However, „Open Access“ does not work in closed systems. The core concerns behind this are of a grassroots democratic nature and are based on self-organisation. It is about people alone and in groups having free access to the opportunities for design and development – from whatever: Software, soft ice cream or alternative mobility, medicine, research. It is not just about free access to information, but about the freedom of design, communication, collaboration and networking – the most unrestricted possible networking of all who inform and help each other through these activities: People who work together to solve current social, economic, cultural or scientific problems. It is also about shaping and changing the rules together, about what „Open“ should be and how it is practiced. It is about a new principle of society, as Stephan Lessenich, for example, outlines.

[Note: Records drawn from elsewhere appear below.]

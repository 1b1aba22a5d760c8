//! Backend driving an engine through its command-line interface.

use std::collections::BTreeMap;
use std::process::Stdio;
use std::sync::Arc;

use async_trait::async_trait;
use loadrun_core::{ClusterSpec, ContainerSystem, RoleStatus};
use tokio::io::{AsyncBufReadExt, AsyncRead, BufReader};
use tokio::process::Command;
use tokio::sync::mpsc;
use tracing::{debug, info, warn};

use crate::backend::{BuildRequest, ContainerBackend, ContainerId, ContainerSpec};
use crate::dialect::{parse_health, Dialect, Docker, Podman};
use crate::error::BackendError;

/// Captured result of one engine command.
#[derive(Debug, Clone)]
struct CommandOutput {
    code: i32,
    stdout: String,
    stderr: String,
}

/// Container backend speaking a [`Dialect`] over the engine CLI.
///
/// Every spawned process is killed when its future is dropped, so cancelling a
/// phase never leaves `logs --follow` or `wait` processes behind.
#[derive(Debug, Clone)]
pub struct CliBackend<D: Dialect> {
    dialect: D,
    program: String,
}

/// Docker-backed [`CliBackend`].
pub type DockerBackend = CliBackend<Docker>;

/// Podman-backed [`CliBackend`].
pub type PodmanBackend = CliBackend<Podman>;

impl<D: Dialect> CliBackend<D> {
    /// Create a backend using the dialect's default executable.
    pub fn new(dialect: D) -> Self {
        let program = dialect.program().to_string();
        Self { dialect, program }
    }

    /// Override the executable path.
    pub fn with_program(mut self, program: impl Into<String>) -> Self {
        self.program = program.into();
        self
    }

    fn command(&self, args: &[String]) -> Command {
        let mut cmd = Command::new(&self.program);
        cmd.args(args).stdin(Stdio::null()).kill_on_drop(true);
        cmd
    }

    fn describe(&self, args: &[String]) -> String {
        format!("{} {}", self.program, args.join(" "))
    }

    fn spawn_error(&self, source: std::io::Error) -> BackendError {
        if source.kind() == std::io::ErrorKind::NotFound {
            BackendError::NotInstalled(self.program.clone())
        } else {
            BackendError::Spawn {
                program: self.program.clone(),
                source,
            }
        }
    }

    /// Run to completion capturing stdout/stderr.
    async fn output(&self, args: &[String]) -> Result<CommandOutput, BackendError> {
        debug!(command = %self.describe(args), "Running engine command");
        let output = self
            .command(args)
            .output()
            .await
            .map_err(|e| self.spawn_error(e))?;

        Ok(CommandOutput {
            code: output.status.code().unwrap_or(-1),
            stdout: String::from_utf8_lossy(&output.stdout).into_owned(),
            stderr: String::from_utf8_lossy(&output.stderr).trim().to_string(),
        })
    }

    /// Run to completion and fail on a non-zero exit.
    async fn checked(&self, args: &[String]) -> Result<String, BackendError> {
        let output = self.output(args).await?;
        if output.code != 0 {
            return Err(BackendError::CommandFailed {
                command: self.describe(args),
                code: output.code,
                stderr: output.stderr,
            });
        }
        Ok(output.stdout)
    }

    /// Run to completion with stdout/stderr inherited; returns the exit code.
    async fn status(&self, args: &[String]) -> Result<i32, BackendError> {
        info!(command = %self.describe(args), "Running engine command");
        let status = self
            .command(args)
            .stdout(Stdio::inherit())
            .stderr(Stdio::inherit())
            .status()
            .await
            .map_err(|e| self.spawn_error(e))?;
        Ok(status.code().unwrap_or(-1))
    }

    /// List ids of `kind` (`container`, `network`, `volume`) carrying the run label.
    async fn labelled(&self, kind: &str, spec: &ClusterSpec) -> Result<Vec<String>, BackendError> {
        let (key, value) = spec.label();
        let mut args = vec![kind.to_string(), "ls".to_string(), "--quiet".to_string()];
        if kind == "container" {
            args.push("--all".to_string());
        }
        args.push("--filter".to_string());
        args.push(format!("label={}={}", key, value));

        let stdout = self.checked(&args).await?;
        Ok(stdout
            .lines()
            .map(str::trim)
            .filter(|l| !l.is_empty())
            .map(str::to_string)
            .collect())
    }

    async fn remove_labelled(
        &self,
        kind: &str,
        spec: &ClusterSpec,
        remove: &[&str],
    ) -> Result<usize, BackendError> {
        let ids = self.labelled(kind, spec).await?;
        if ids.is_empty() {
            return Ok(0);
        }
        let mut args: Vec<String> = remove.iter().map(|s| s.to_string()).collect();
        args.extend(ids.iter().cloned());
        self.checked(&args).await?;
        Ok(ids.len())
    }
}

fn label_args(labels: &BTreeMap<String, String>) -> Vec<String> {
    labels
        .iter()
        .flat_map(|(k, v)| ["--label".to_string(), format!("{}={}", k, v)])
        .collect()
}

/// Forward every line of `reader` to `sink`; stops early if `sink` closes.
async fn forward_lines<R>(reader: R, sink: mpsc::Sender<String>) -> Result<(), BackendError>
where
    R: AsyncRead + Unpin,
{
    let mut lines = BufReader::new(reader).lines();
    while let Some(line) = lines.next_line().await? {
        if sink.send(line).await.is_err() {
            break;
        }
    }
    Ok(())
}

#[async_trait]
impl<D: Dialect> ContainerBackend for CliBackend<D> {
    fn system(&self) -> ContainerSystem {
        self.dialect.system()
    }

    async fn image_exists(&self, image: &str) -> Result<bool, BackendError> {
        let output = self.output(&self.dialect.image_exists_args(image)).await?;
        Ok(output.code == 0)
    }

    async fn build_image(&self, request: &BuildRequest) -> Result<i32, BackendError> {
        self.status(&self.dialect.build_args(request)).await
    }

    async fn tag_image(&self, source: &str, target: &str) -> Result<i32, BackendError> {
        let args = vec![
            "image".to_string(),
            "tag".to_string(),
            source.to_string(),
            target.to_string(),
        ];
        self.status(&args).await
    }

    async fn push_image(&self, image: &str) -> Result<i32, BackendError> {
        let args = vec!["image".to_string(), "push".to_string(), image.to_string()];
        self.status(&args).await
    }

    async fn create_network(
        &self,
        name: &str,
        labels: &BTreeMap<String, String>,
    ) -> Result<(), BackendError> {
        let mut args = vec!["network".to_string(), "create".to_string()];
        args.extend(label_args(labels));
        args.push(name.to_string());
        self.checked(&args).await?;
        info!(network = %name, "Created network");
        Ok(())
    }

    async fn create_volume(
        &self,
        name: &str,
        labels: &BTreeMap<String, String>,
    ) -> Result<(), BackendError> {
        let mut args = vec!["volume".to_string(), "create".to_string()];
        args.extend(label_args(labels));
        args.push(name.to_string());
        self.checked(&args).await?;
        info!(volume = %name, "Created volume");
        Ok(())
    }

    async fn start_container(&self, spec: &ContainerSpec) -> Result<ContainerId, BackendError> {
        let args = self.dialect.run_args(spec);
        let stdout = self.checked(&args).await?;
        let id = stdout.lines().last().map(str::trim).unwrap_or_default();
        if id.is_empty() {
            return Err(BackendError::UnexpectedOutput {
                command: self.describe(&args),
                output: stdout,
            });
        }
        Ok(ContainerId::new(id))
    }

    async fn poll_health(&self, container: &ContainerId) -> Result<RoleStatus, BackendError> {
        let args = vec![
            "container".to_string(),
            "inspect".to_string(),
            "--format".to_string(),
            self.dialect.health_format().to_string(),
            container.as_str().to_string(),
        ];
        let stdout = self.checked(&args).await?;
        parse_health(&stdout).map_err(|reason| BackendError::UnexpectedOutput {
            command: self.describe(&args),
            output: reason,
        })
    }

    async fn stream_logs(
        &self,
        container: &ContainerId,
        sink: mpsc::Sender<String>,
    ) -> Result<(), BackendError> {
        let args = vec![
            "logs".to_string(),
            "--follow".to_string(),
            container.as_str().to_string(),
        ];
        let mut child = self
            .command(&args)
            .stdout(Stdio::piped())
            .stderr(Stdio::piped())
            .spawn()
            .map_err(|e| self.spawn_error(e))?;

        let stdout = child.stdout.take().ok_or_else(|| BackendError::UnexpectedOutput {
            command: self.describe(&args),
            output: "stdout not captured".to_string(),
        })?;
        let stderr = child.stderr.take().ok_or_else(|| BackendError::UnexpectedOutput {
            command: self.describe(&args),
            output: "stderr not captured".to_string(),
        })?;

        let (out, err) = tokio::join!(
            forward_lines(stdout, sink.clone()),
            forward_lines(stderr, sink)
        );
        out?;
        err?;

        let status = child.wait().await?;
        if !status.success() {
            warn!(
                container = %container,
                code = status.code().unwrap_or(-1),
                "Log stream ended with error"
            );
        }
        Ok(())
    }

    async fn await_exit(&self, container: &ContainerId) -> Result<i32, BackendError> {
        let args = vec!["wait".to_string(), container.as_str().to_string()];
        let stdout = self.checked(&args).await?;
        stdout
            .lines()
            .map(str::trim)
            .find(|l| !l.is_empty())
            .and_then(|l| l.parse::<i32>().ok())
            .ok_or_else(|| BackendError::UnexpectedOutput {
                command: self.describe(&args),
                output: stdout.clone(),
            })
    }

    async fn remove_resources(&self, spec: &ClusterSpec) -> Result<(), BackendError> {
        // Containers first: networks and volumes in use cannot be removed.
        // Every kind is attempted even if an earlier one failed.
        let steps: [(&str, &[&str]); 3] = [
            ("container", &["rm", "--force", "--volumes"]),
            ("network", &["network", "rm"]),
            ("volume", &["volume", "rm", "--force"]),
        ];

        let mut removed = [0usize; 3];
        let mut errors = Vec::new();
        for (slot, (kind, remove)) in removed.iter_mut().zip(steps) {
            match self.remove_labelled(kind, spec, remove).await {
                Ok(count) => *slot = count,
                Err(e) => {
                    warn!(prefix = %spec.prefix(), kind, error = %e, "Failed to remove resources");
                    errors.push(e);
                }
            }
        }

        info!(
            prefix = %spec.prefix(),
            containers = removed[0],
            networks = removed[1],
            volumes = removed[2],
            "Removed cluster resources"
        );
        if errors.is_empty() {
            Ok(())
        } else {
            Err(BackendError::Cleanup(errors))
        }
    }
}

/// Construct the backend for the selected container system.
pub fn backend_for(system: ContainerSystem) -> Arc<dyn ContainerBackend> {
    match system {
        ContainerSystem::Docker => Arc::new(DockerBackend::new(Docker)),
        ContainerSystem::Podman => Arc::new(PodmanBackend::new(Podman)),
    }
}

/// Check that the engine executable can be run.
pub async fn probe(system: ContainerSystem) -> Result<String, BackendError> {
    let program = system.program();
    let output = Command::new(program)
        .arg("--version")
        .stdin(Stdio::null())
        .kill_on_drop(true)
        .output()
        .await
        .map_err(|e| {
            if e.kind() == std::io::ErrorKind::NotFound {
                BackendError::NotInstalled(program.to_string())
            } else {
                BackendError::Spawn {
                    program: program.to_string(),
                    source: e,
                }
            }
        })?;

    if !output.status.success() {
        return Err(BackendError::CommandFailed {
            command: format!("{} --version", program),
            code: output.status.code().unwrap_or(-1),
            stderr: String::from_utf8_lossy(&output.stderr).trim().to_string(),
        });
    }
    Ok(String::from_utf8_lossy(&output.stdout).trim().to_string())
}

It’s not about new teaching aids. It is about saying goodbye to teaching

Open Access“ and „Open Resources“ are not about making teaching materials available free of charge. It is a question of abolishing teaching materials as such. Open access to teaching materials and open exchange between teachers does not change the fact that teaching professions continue to teach with the help of teaching materials. However, „Open“ is not about organizing a new method management within a closed system. Teaching and testing do not become different through „Open“, they become superfluous. „Open“ means that in matters of „knowledge“ nothing is presented any more, but that the core task of a community is to form knowledge. However the education system is not built for that. To this day, it assumes with a willful stubbornness that knowledge can be conveyed as a finished product. Now wait, oh wonder „Open“. When a human being or a system wants to follow the paradigm shift from apparent mediation to collaborative creation, it first has to realize the difference between data, information and knowledge, for to practice this difference together with others.

The emperor’s new clothes

„Open Education“, as it is euphorically proclaimed by the education system, is not taken as an opening of closed teaching and educational processes, plans and methods to the „outside world“ in a society that is completely newly formed by the paradigm of networking. Rather, it is a disguised attempt to enhance and thus „salvage“ the existing teaching culture, which itself does not become „open“ by its very nature (even „open prison“ is prison), but more of what it already is: gate keeping at the portals of the closed system.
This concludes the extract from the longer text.